Pelvic Organ Prolapse Repair


Pelvic organ prolapse repair may be done a number of ways, including sacrocolpopexy, hysterectomy, colpocleisis, vaginal pessaries, and vaginal repair of prolapse.


This procedure is done to correct uterine prolapse or vaginal vault prolapse in women who have had a hysterectomy.

The procedure is done under general anesthesia. The physician will make a large incision on the abdomen or multiple small incisions laparoscopically. The patient will have a catheter placed in their bladder during surgery, as well.

The surgeon will separate the vaginal walls from the bladder and the rectum. Then, he or she will attach a Y-shaped piece of permanent mesh to the front and back walls of the vagina and the top of the vagina. The mesh will be suspended to a ligament running down the front of the sacrum and firmly sutured in place. This will restore the vaginal wall to its normal position and support the bladder and bowels. The surgeon will cover the mesh with a layer of tissue.


Vaginal Hysterectomy for Prolapse

This procedure is done to remove the uterus and cervix through the vagina without making any abdominal incisions. The ovaries and Fallopian tubes may also be removed.
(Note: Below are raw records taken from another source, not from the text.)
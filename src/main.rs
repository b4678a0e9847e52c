use accountdeck::api::AccountApi;
use accountdeck::bootstrap::{Bootstrap, ScreenGeometry};
use accountdeck::config::AppConfig;
use accountdeck::models::Account;
use accountdeck::{commands, logging, AppState};
use anyhow::Result;
use clap::{Parser, Subcommand};
use std::path::PathBuf;

#[derive(Parser)]
#[command(name = "accountdeck", version, about = "Account list console and headless display launcher")]
struct Cli {
    /// Config file (default: <config dir>/accountdeck/config.toml)
    #[arg(long, global = true)]
    config: Option<PathBuf>,

    /// Print JSON instead of a table
    #[arg(long, global = true)]
    json: bool,

    #[command(subcommand)]
    command: Command,
}

#[derive(Subcommand)]
enum Command {
    /// Manage accounts on the account API
    #[command(subcommand)]
    Accounts(AccountsCommand),

    /// Read or change stored settings
    #[command(subcommand)]
    Settings(SettingsCommand),

    /// Show operation counters
    Stats,

    /// Start a virtual display and exec a program on it
    Launch {
        /// Display number
        #[arg(long)]
        display: Option<u32>,

        /// Screen geometry, WIDTHxHEIGHTxDEPTH
        #[arg(long)]
        geometry: Option<ScreenGeometry>,

        /// Display server binary
        #[arg(long)]
        server: Option<String>,

        /// Program and its arguments
        #[arg(required = true, trailing_var_arg = true, allow_hyphen_values = true)]
        program: Vec<String>,
    },
}

#[derive(Subcommand)]
enum AccountsCommand {
    List,
    Delete { id: String },
    Enable { id: String },
    Disable { id: String },
    BulkEnable {
        #[arg(required = true)]
        ids: Vec<String>,
    },
    BulkDisable {
        #[arg(required = true)]
        ids: Vec<String>,
    },
    BulkDelete {
        #[arg(required = true)]
        ids: Vec<String>,
    },
    /// Replace the account configuration from a JSON file and reload
    UpdateConfig { file: PathBuf },
    /// Last saved snapshot, no network
    Cached,
}

#[derive(Subcommand)]
enum SettingsCommand {
    Show,
    Set { key: String, value: String },
}

#[tokio::main]
async fn main() {
    let cli = Cli::parse();

    // logging (console + daily file)
    let guard = logging::init(&AppConfig::log_dir());
    tracing::debug!(
        "accountdeck starting... Log file: {:?}",
        AppConfig::log_dir().join(logging::LOG_FILE)
    );

    // run the command, errors become exit code 1
    let code = match run(cli).await {
        Ok(code) => code,
        Err(e) => {
            tracing::error!("{:#}", e);
            eprintln!("Error: {:#}", e);
            1
        }
    };

    // flush the file writer before exiting
    drop(guard);
    std::process::exit(code);
}

async fn run(cli: Cli) -> Result<i32> {
    // config file, then env overrides
    let config = AppConfig::load(cli.config.as_deref())?;

    match cli.command {
        Command::Launch {
            display,
            geometry,
            server,
            program,
        } => {
            // command line beats the config file
            let mut display_config = config.display.clone();
            if let Some(number) = display {
                display_config.number = number;
            }
            if let Some(geometry) = geometry {
                display_config.geometry = geometry;
            }
            if let Some(server) = server {
                display_config.server = server;
            }

            let (program, args) = program
                .split_first()
                .ok_or_else(|| anyhow::anyhow!("no program given"))?;
            let code = Bootstrap::new(display_config).run(program, args).await?;
            Ok(code)
        }
        Command::Accounts(command) => {
            let state = AppState::init(&config).await?;
            run_accounts(&state, command, cli.json).await?;
            Ok(0)
        }
        Command::Settings(command) => {
            let state = AppState::init(&config).await?;
            match command {
                SettingsCommand::Show => {
                    let settings = commands::get_settings(&state).await?;
                    println!("{}", serde_json::to_string_pretty(&settings)?);
                }
                SettingsCommand::Set { key, value } => {
                    commands::set_setting(&state, &key, &value).await?;
                }
            }
            Ok(0)
        }
        Command::Stats => {
            let state = AppState::init(&config).await?;
            let stats = commands::get_stats(&state).await?;
            println!("{}", serde_json::to_string_pretty(&stats)?);
            Ok(0)
        }
    }
}

async fn run_accounts<A: AccountApi>(state: &AppState<A>, command: AccountsCommand, json: bool) -> Result<()> {
    let accounts = match command {
        AccountsCommand::List => commands::get_accounts(state).await?,
        AccountsCommand::Delete { id } => commands::delete_account(state, &id).await?,
        AccountsCommand::Enable { id } => commands::enable_account(state, &id).await?,
        AccountsCommand::Disable { id } => commands::disable_account(state, &id).await?,
        AccountsCommand::BulkEnable { ids } => commands::bulk_enable(state, &ids).await?,
        AccountsCommand::BulkDisable { ids } => commands::bulk_disable(state, &ids).await?,
        AccountsCommand::BulkDelete { ids } => {
            let (report, accounts) = commands::bulk_delete(state, &ids).await?;
            if !report.failed.is_empty() {
                eprintln!(
                    "{} of {} deletes failed: {}",
                    report.failed.len(),
                    report.requested,
                    report.failed.join(", ")
                );
            }
            accounts
        }
        AccountsCommand::UpdateConfig { file } => commands::update_config(state, &file).await?,
        AccountsCommand::Cached => commands::get_cached_accounts(state).await?,
    };

    print_accounts(&accounts, json)
}

fn print_accounts(accounts: &[Account], json: bool) -> Result<()> {
    if json {
        println!("{}", serde_json::to_string_pretty(accounts)?);
        return Ok(());
    }

    let width = accounts.iter().map(|a| a.id.len()).max().unwrap_or(2).max(2);
    println!("{:<width$}  {:<8}  {:>8}  REASON", "ID", "STATUS", "COOLDOWN", width = width);
    for account in accounts {
        let status = if account.disabled { "disabled" } else { "enabled" };
        let cooldown = if account.is_cooling_down() {
            format!("{}s", account.cooldown_seconds)
        } else {
            "-".to_string()
        };
        println!(
            "{:<width$}  {:<8}  {:>8}  {}",
            account.id,
            status,
            cooldown,
            account.cooldown_reason,
            width = width
        );
    }
    println!("{} accounts", accounts.len());

    Ok(())
}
During surgery, the patient will be under general anesthesia or spinal anesthesia. The patient will lie with their legs up in stirrups and a catheter will be placed in their bladder once they’re numb or asleep. The surgeon will then make an incision in the patient’s vaginal wall to access the abdominal cavity. Next, the physician will carefully move the bladder and bowel away from the uterus and detach the blood vessels and tissues around the uterus. The surgeon will seal the area with sutures or cautery.

The surgeon proceeds to detach the uterus from the ovaries and Fallopian tubes and removes it. He or she will use absorbable stitches to sew the vaginal canal shut and minimize bleeding.


The patient will be placed under general anesthesia or spinal anesthesia, and the surgeon will begin by removing the vaginal lining and sewing together the internal vaginal walls. The surgeon will use dissolving stitches to sew the front of the vaginal lining to the back wall, helping to push the prolapsed organs inside the body. The surgeon may also place some sutures to narrow the vaginal opening and prevent future prolapse.

The uterus will be pushed up above the stitches and placed in the vagina. The surgeon will create small drainage tunnels to drain blood or mucus. Patients may need a Pap smear, uterine biopsy, or pelvic ultrasound before surgery to ensure this is safe to do during surgery.

Vaginal Pessaries

A vaginal pessary is inserted into the vagina to treat pelvic organ prolapse. The different types of pessaries include:

  • Ring pessary – to treat early and advanced prolapse
  • Donut pessary – to resolve large and small pelvic organ prolapse
  • Gellhorn pessary – to treat advanced-stage prolapse in women who are not sexually active
  • Cube pessary – to treat advanced prolapse; difficult to remove and require frequent office visits

Vaginal Suspension Surgery

The three types of vaginal suspension surgeries are:

Uterosacral ligament suspension. The physician uses sutures to both of the uterosacral ligaments to suspend the vaginal vault.

Sacrospinous ligament fixation. The surgeon makes sutures to the sacrospinous ligament on one or both sides of the pelvis to suspend the dropped vaginal vault.

Liococcygeus suspension. The surgeon makes sutures to one of the iliococcygeus pelvic muscles.